The Environmental Defence Society (EDS), comprising Resource Management Act experts, has called on the government to file judicial review proceedings. The called-in applications relating to effluent discharge must surely be, from an environmental perspective, a high hurdle to clear; the government may think it has done enough. But if there was any risk at all that these consents might need to be granted, then it would be important for the government not to neglect this other aspect.

Alternatively, some other person or group who can show that their interests were adversely affected by the decision not to notify may wish to pursue it. EDS spokesperson Gary Taylor says his team is looking at judicial review potential, considers that there are good grounds, and expects to make a decision in the next few days.

Finally, I have reproduced the following quote at a little length, because I think it gives a perspective worth hearing. In 2005, farmer James Morris, whose Ben Avon station had been subject to tenure review (like Glen Eyrie Downs and Killermont), objected to the Council’s proposed revisions to “outstanding landscape” boundaries and requested some minor changes to the boundaries:

Ben Avon has recently completed tenure review, under which process the Crown took back 2/3 of the property in exchange for freehold title on the balance. The Department of Conservation indicated clearly that their goals had been achieved at the end of the process. From the farming perspective we had to drop 3000 stock units or slightly under half what we had been running. The obvious expectation was that we would intensify the operations to attempt to claw back some of those lost stock units. There are small pockets of good soils on Ben Avon scattered through the proposed [outstanding landscape area] At over 2500 feet above sea level our climate frustrates many farming activities already, without having other constraints. The areas spoken of have a power line running through the middle of them and are interspersed with hay paddocks, fences, hay barn and other signs of intensive farming and human habitation. I have farmed Ben Avon now for 18 years and we have not planted any shelter belts in that time. This is not through laziness, but a firm policy, that this landscape is too beautiful to have straight lines of ugly pines and conifers marching across

Some farmers clearly do try hard to balance the tensions of operating profitably in this fragile precious area; they know and love the area, far more intimately than many other New Zealanders currently exercised about it; and in fact, the landscape is already far from “pristine”.

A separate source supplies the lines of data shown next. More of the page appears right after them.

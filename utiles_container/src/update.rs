//! `update`: re-derive an MBTiles file's metadata row from its actual tile
//! contents, for files whose metadata table is missing, stale, or was
//! never written (e.g. after a raw `cp`).

use crate::mbtiles::MbtilesReader;
use anyhow::Result;
use std::collections::HashMap;
use std::path::Path;
use utiles_core::TileFormat;

/// What [`update`] managed to re-derive; per the error model, a partial
/// result (format majority failed, say) is not fatal as long as
/// minzoom/maxzoom were written.
#[derive(Debug, Clone, Default)]
pub struct UpdateReport {
	pub format: Option<TileFormat>,
	pub minzoom: Option<u8>,
	pub maxzoom: Option<u8>,
	pub bounds: Option<(f64, f64, f64, f64)>,
	pub center: Option<(f64, f64, u8)>,
}

/// Recompute metadata for the MBTiles file at `path` and write it back.
pub fn update(path: &Path) -> Result<UpdateReport> {
	let reader = MbtilesReader::open(path)?;
	let tiles = reader.all_tiles()?;
	let mut report = UpdateReport::default();

	if tiles.is_empty() {
		return Ok(report);
	}

	let mut format_votes: HashMap<TileFormat, usize> = HashMap::new();
	let (mut west, mut south, mut east, mut north) = (f64::INFINITY, f64::INFINITY, f64::NEG_INFINITY, f64::NEG_INFINITY);
	let (mut zmin, mut zmax) = (u8::MAX, 0u8);

	for (tile, data) in &tiles {
		*format_votes.entry(utiles_core::sniff(data).format).or_insert(0) += 1;
		let bounds = tile.bounds();
		west = west.min(bounds.west);
		south = south.min(bounds.south);
		east = east.max(bounds.east);
		north = north.max(bounds.north);
		zmin = zmin.min(tile.z);
		zmax = zmax.max(tile.z);
	}

	let format = format_votes.into_iter().max_by_key(|(_, count)| *count).map(|(f, _)| f);

	report.format = format;
	report.minzoom = Some(zmin);
	report.maxzoom = Some(zmax);
	report.bounds = Some((west, south, east, north));
	report.center = Some(((west + east) / 2.0, (south + north) / 2.0, zmin));

	let conn = reader.pool().get()?;
	let mut set = |name: &str, value: String| -> Result<()> {
		conn.execute("INSERT OR REPLACE INTO metadata (name, value) VALUES (?1, ?2)", [name, value.as_str()])?;
		Ok(())
	};
	if let Some(f) = format {
		set("format", f.extension().to_string())?;
	}
	set("minzoom", zmin.to_string())?;
	set("maxzoom", zmax.to_string())?;
	set("bounds", format!("{west},{south},{east},{north}"))?;
	if let Some((cx, cy, cz)) = report.center {
		set("center", format!("{cx},{cy},{cz}"))?;
	}

	Ok(report)
}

So the cubicle dairy farming proposals are, in a way, not a new problem -- just another aspect of a long-running debate that rumbles on in the McKenzie Basin. But the issue is one of scale, and protecting what we have left -- and in any event, given the nationally significant nature of this proposal, which nobody but the applicants seems to dispute, it is vital to have full confidence that all decisions relating to it have been properly made.